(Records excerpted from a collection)
----
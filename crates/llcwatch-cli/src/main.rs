use anyhow::Result;
use clap::{Parser, Subcommand};
use llcwatch_ingest::IngestConfig;
use tracing_subscriber::EnvFilter;

#[derive(Debug, Parser)]
#[command(name = "llcwatch")]
#[command(about = "Watch a state registry for newly filed LLCs")]
struct Cli {
    #[command(subcommand)]
    command: Option<Commands>,
}

#[derive(Debug, Subcommand)]
enum Commands {
    /// Run one ingestion pass against the registry.
    Scrape {
        /// Recency window in days (defaults to LLCWATCH_SCRAPE_DAYS).
        #[arg(long)]
        days: Option<u32>,
    },
    /// Serve the read API and the manual scrape trigger.
    Serve,
    /// Run ingestion on a cron schedule until interrupted.
    Watch,
}

fn init_tracing() {
    let filter =
        EnvFilter::try_from_default_env().unwrap_or_else(|_| EnvFilter::new("llcwatch=info"));
    tracing_subscriber::fmt().with_env_filter(filter).init();
}

#[tokio::main]
async fn main() -> Result<()> {
    init_tracing();
    let cli = Cli::parse();

    match cli.command.unwrap_or(Commands::Serve) {
        Commands::Scrape { days } => {
            let config = IngestConfig::from_env();
            let days = days.unwrap_or(config.scrape_days);
            let summary = llcwatch_ingest::run_ingestion(&config, days).await?;
            println!(
                "scrape complete: run_id={} scraped={} inserted={}",
                summary.run_id, summary.scraped, summary.inserted
            );
        }
        Commands::Serve => llcwatch_web::serve_from_env().await?,
        Commands::Watch => llcwatch_ingest::watch_from_env().await?,
    }

    Ok(())
}
impl CommandService {
    pub fn new(
        registry: Arc<SubscriptionRegistry>,
        sources: Arc<SourceRegistry>,
        blacklist: Arc<SenderBlacklist>,
        quotas: Arc<QuotaLedger>,
        metrics: Arc<EngineMetrics>,
        config: EngineConfig,
    ) -> Self {
        Self {
            registry,
            sources,
            blacklist,
            quotas,
            metrics,
            config,
        }
    }

    /// Execute one command and produce a reply for the requesting user.
    pub async fn execute(&self, command: Command) -> Result<String> {
        match command {
            Command::Subscribe {
                owner_id,
                pattern,
                kind,
                filters,
            } => {
                let sub = self.registry.add(owner_id, pattern, kind, filters).await?;
                info!(owner_id, pattern = %sub.pattern, ?kind, "subscription added");
                Ok(format!(
                    "Subscribed to '{}' ({}/{} used)",
                    sub.pattern,
                    self.quotas.subscription_count(owner_id),
                    self.config.monitor.max_keywords_per_user,
                ))
            }
            Command::Unsubscribe { owner_id, pattern } => {
                if self.registry.remove(owner_id, &pattern).await? {
                    info!(owner_id, %pattern, "subscription removed");
                    Ok(format!("Unsubscribed from '{pattern}'"))
                } else {
                    Err(Error::NotFound(pattern))
                }
            }
            Command::List { owner_id } => {
                let subs = self.registry.list(owner_id);
                if subs.is_empty() {
                    return Ok("No subscriptions".to_string());
                }
                let mut reply = format!("{} subscription(s):", subs.len());
                for sub in subs {
                    reply.push_str(&format!(
                        "\n- '{}' [{}]{}",
                        sub.pattern,
                        match sub.kind {
                            SubscriptionKind::Literal => "keyword",
                            SubscriptionKind::Regex => "regex",
                        },
                        if sub.enabled { "" } else { " (disabled)" },
                    ));
                }
                Ok(reply)
            }
            Command::Toggle {
                owner_id,
                pattern,
                enabled,
            } => {
                if self.registry.set_enabled(owner_id, &pattern, enabled).await? {
                    Ok(format!(
                        "'{pattern}' {}",
                        if enabled { "enabled" } else { "disabled" }
                    ))
                } else {
                    Err(Error::NotFound(pattern))
                }
            }
            Command::SetTemplate {
                owner_id,
                pattern,
                template,
            } => {
                if self
                    .registry
                    .set_template(owner_id, &pattern, &template)
                    .await?
                {
                    Ok(format!("Template updated for '{pattern}'"))
                } else {
                    Err(Error::NotFound(pattern))
                }
            }
            Command::SetFormat { owner_id, format } => {
                let updated = self.registry.set_format_all(owner_id, format).await?;
                Ok(format!("Format updated on {updated} subscription(s)"))
            }
            Command::SetDelay {
                owner_id,
                delay_secs,
            } => {
                if delay_secs > self.config.delay.max_delay_secs {
                    return Err(Error::config(format!(
                        "delay must be at most {} seconds",
                        self.config.delay.max_delay_secs
                    )));
                }
                let updated = self.registry.set_delay_all(owner_id, delay_secs).await?;
                Ok(format!(
                    "Delay set to {delay_secs}s on {updated} subscription(s)"
                ))
            }
            Command::SetAggregation {
                owner_id,
                pattern,
                aggregate,
                interval_secs,
            } => {
                if let Some(interval) = interval_secs
                    && !AGGREGATION_INTERVAL_RANGE.contains(&interval)
                {
                    return Err(Error::config(format!(
                        "aggregation interval must be between {} and {} seconds",
                        AGGREGATION_INTERVAL_RANGE.start(),
                        AGGREGATION_INTERVAL_RANGE.end()
                    )));
                }
                if self
                    .registry
                    .set_aggregation(owner_id, &pattern, aggregate, interval_secs)
                    .await?
                {
                    Ok(format!(
                        "Aggregation {} for '{pattern}'",
                        if aggregate { "enabled" } else { "disabled" }
                    ))
                } else {
                    Err(Error::NotFound(pattern))
                }
            }
            Command::SetForwarding {
                owner_id,
                pattern,
                targets,
            } => {
                if targets.contains(&owner_id) {
                    return Err(Error::config("forward targets must not include yourself"));
                }
                let count = targets.len();
                if self
                    .registry
                    .set_forwarding(owner_id, &pattern, targets)
                    .await?
                {
                    Ok(if count == 0 {
                        format!("Forwarding disabled for '{pattern}'")
                    } else {
                        format!("Forwarding '{pattern}' to {count} user(s)")
                    })
                } else {
                    Err(Error::NotFound(pattern))
                }
            }
            Command::AddSource {
                owner_id,
                source_id,
            } => {
                if self.sources.add(owner_id, source_id) {
                    Ok(format!("Now monitoring source {source_id}"))
                } else {
                    Ok(format!("Source {source_id} was already monitored"))
                }
            }
            Command::RemoveSource {
                owner_id,
                source_id,
            } => {
                if self.sources.remove(owner_id, source_id) {
                    Ok(format!("Stopped monitoring source {source_id}"))
                } else {
                    Err(Error::NotFound(format!("source {source_id}")))
                }
            }
            Command::ListSources { owner_id } => {
                let mut sources = self.sources.list(owner_id);
                if sources.is_empty() {
                    return Ok("Monitoring all sources".to_string());
                }
                sources.sort_unstable();
                Ok(format!(
                    "Monitoring {} source(s): {}",
                    sources.len(),
                    sources
                        .iter()
                        .map(i64::to_string)
                        .collect::<Vec<_>>()
                        .join(", ")
                ))
            }
            Command::BlockSender {
                owner_id,
                sender_id,
            } => {
                self.blacklist.block(owner_id, sender_id);
                Ok(format!("Sender {sender_id} blocked"))
            }
            Command::UnblockSender {
                owner_id,
                sender_id,
            } => {
                if self.blacklist.unblock(owner_id, sender_id) {
                    Ok(format!("Sender {sender_id} unblocked"))
                } else {
                    Err(Error::NotFound(format!("blocked sender {sender_id}")))
                }
            }
            Command::Stats { owner_id } => {
                let stats = self.metrics.owner_stats(owner_id);
                Ok(format!(
                    "Subscriptions: {}/{}\nMatches: {}\nLast match: {}\nNotifications this window: {}/{}",
                    self.quotas.subscription_count(owner_id),
                    self.config.monitor.max_keywords_per_user,
                    stats.as_ref().map(|s| s.matches).unwrap_or(0),
                    stats
                        .as_ref()
                        .and_then(|s| s.last_match)
                        .map(|t| t.to_rfc3339())
                        .unwrap_or_else(|| "never".to_string()),
                    self.quotas.sent_in_window(owner_id),
                    self.config.notification.notifications_per_window,
                ))
            }
        }
    }
}
//! Time-windowed suppression of repeated matches.
//!
//! The deduplicator is the sole dedup authority in the pipeline:
//! downstream stages trust its accept/reject decision and never
//! re-examine message content.

use std::collections::hash_map::DefaultHasher;
use std::hash::{Hash, Hasher};
use std::time::Duration;

use dashmap::DashMap;
use tokio::time::Instant;
use tracing::debug;

use crate::message::{ContentType, MatchEvent};

/// Time-windowed duplicate filter keyed by match fingerprint.
#[derive(Debug)]
pub struct Deduplicator {
    entries: DashMap<u64, Instant>,
    window: Duration,
    enabled: bool,
}

impl Deduplicator {
    pub fn new(window: Duration, enabled: bool) -> Self {
        Self {
            entries: DashMap::new(),
            window,
            enabled,
        }
    }

    /// Decide whether a match event passes.
    ///
    /// An unexpired entry for the same fingerprint rejects the event
    /// without touching state; otherwise the fingerprint is recorded with
    /// a fresh expiry and the event is accepted. Expired entries found on
    /// lookup are replaced in place.
    pub fn should_accept(&self, event: &MatchEvent) -> bool {
        if !self.enabled {
            return true;
        }

        let fingerprint = self.fingerprint(event);
        let now = Instant::now();

        match self.entries.entry(fingerprint) {
            dashmap::Entry::Occupied(mut occupied) => {
                if *occupied.get() > now {
                    debug!(
                        owner_id = event.owner_id,
                        pattern = %event.pattern,
                        "suppressing duplicate match"
                    );
                    false
                } else {
                    occupied.insert(now + self.window);
                    true
                }
            }
            dashmap::Entry::Vacant(vacant) => {
                vacant.insert(now + self.window);
                true
            }
        }
    }

    /// Drop every expired entry. Run periodically to bound memory; lookups
    /// also evict lazily so correctness never depends on the sweep.
    pub fn sweep(&self) {
        let now = Instant::now();
        let before = self.entries.len();
        self.entries.retain(|_, expiry| *expiry > now);
        let evicted = before - self.entries.len();
        if evicted > 0 {
            debug!(evicted, remaining = self.entries.len(), "dedup sweep");
        }
    }

    /// Number of tracked fingerprints, including expired ones not yet
    /// swept.
    pub fn len(&self) -> usize {
        self.entries.len()
    }

    pub fn is_empty(&self) -> bool {
        self.entries.is_empty()
    }

    /// Fingerprint of (owner, normalized content, source).
    ///
    /// Text is lowercased and whitespace-collapsed before hashing. Media
    /// messages hash content type, source, sender, and a window-sized time
    /// bucket instead, so identical media bursts collapse per window.
    fn fingerprint(&self, event: &MatchEvent) -> u64 {
        let mut hasher = DefaultHasher::new();
        event.owner_id.hash(&mut hasher);
        event.message.source_id.hash(&mut hasher);

        if event.message.content_type == ContentType::Text {
            normalize(event.message.body()).hash(&mut hasher);
        } else {
            event.message.content_type.label().hash(&mut hasher);
            event.message.sender_id.hash(&mut hasher);
            let bucket_secs = self.window.as_secs().max(1) as i64;
            (event.matched_at.timestamp() / bucket_secs).hash(&mut hasher);
        }
        hasher.finish()
    }
}

/// Lowercase and collapse runs of whitespace to single spaces.
fn normalize(text: &str) -> String {
    let mut out = String::with_capacity(text.len());
    let mut last_was_space = true;
    for c in text.chars() {
        if c.is_whitespace() {
            if !last_was_space {
                out.push(' ');
                last_was_space = true;
            }
        } else {
            out.extend(c.to_lowercase());
            last_was_space = false;
        }
    }
    if out.ends_with(' ') {
        out.pop();
    }
    out
}
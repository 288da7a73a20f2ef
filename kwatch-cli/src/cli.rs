//! Command-line argument definitions.

use std::path::PathBuf;

use clap::{Parser, Subcommand};

#[derive(Parser, Debug)]
#[command(
    name = "kwatch",
    about = "Keyword notification engine over chat-style message streams",
    version
)]
pub struct Args {
    /// Path to a TOML configuration file.
    #[arg(short, long, global = true, env = "KWATCH_CONFIG")]
    pub config: Option<PathBuf>,

    #[command(subcommand)]
    pub command: Commands,
}

#[derive(Subcommand, Debug)]
pub enum Commands {
    /// Run the engine, reading JSON-line messages from stdin until EOF or
    /// Ctrl-C.
    Run,

    /// Register a keyword or regex subscription.
    Add {
        /// Owner user id.
        #[arg(short, long)]
        owner: i64,
        /// Pattern text. Empty matches everything the filters allow.
        pattern: String,
        /// Interpret the pattern as a regular expression.
        #[arg(short, long)]
        regex: bool,
    },

    /// Remove a subscription by pattern.
    Remove {
        #[arg(short, long)]
        owner: i64,
        pattern: String,
    },

    /// List an owner's subscriptions.
    List {
        #[arg(short, long)]
        owner: i64,
    },

    /// Show an owner's statistics.
    Stats {
        #[arg(short, long)]
        owner: i64,
    },

    /// Parse the configuration file and print the effective settings.
    CheckConfig,
}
----
> _EXERCISE PROMPT_:
From the entries above, return exactly the line containing "if evicted >", the line containing "collapse per window.", and all lines between, and nothing else.

> _ANSWER TO THIS PROBLEM_:
        if evicted > 0 {
            debug!(evicted, remaining = self.entries.len(), "dedup sweep");
        }
    }

    /// Number of tracked fingerprints, including expired ones not yet
    /// swept.
    pub fn len(&self) -> usize {
        self.entries.len()
    }

    pub fn is_empty(&self) -> bool {
        self.entries.is_empty()
    }

    /// Fingerprint of (owner, normalized content, source).
    ///
    /// Text is lowercased and whitespace-collapsed before hashing. Media
    /// messages hash content type, source, sender, and a window-sized time
    /// bucket instead, so identical media bursts collapse per window.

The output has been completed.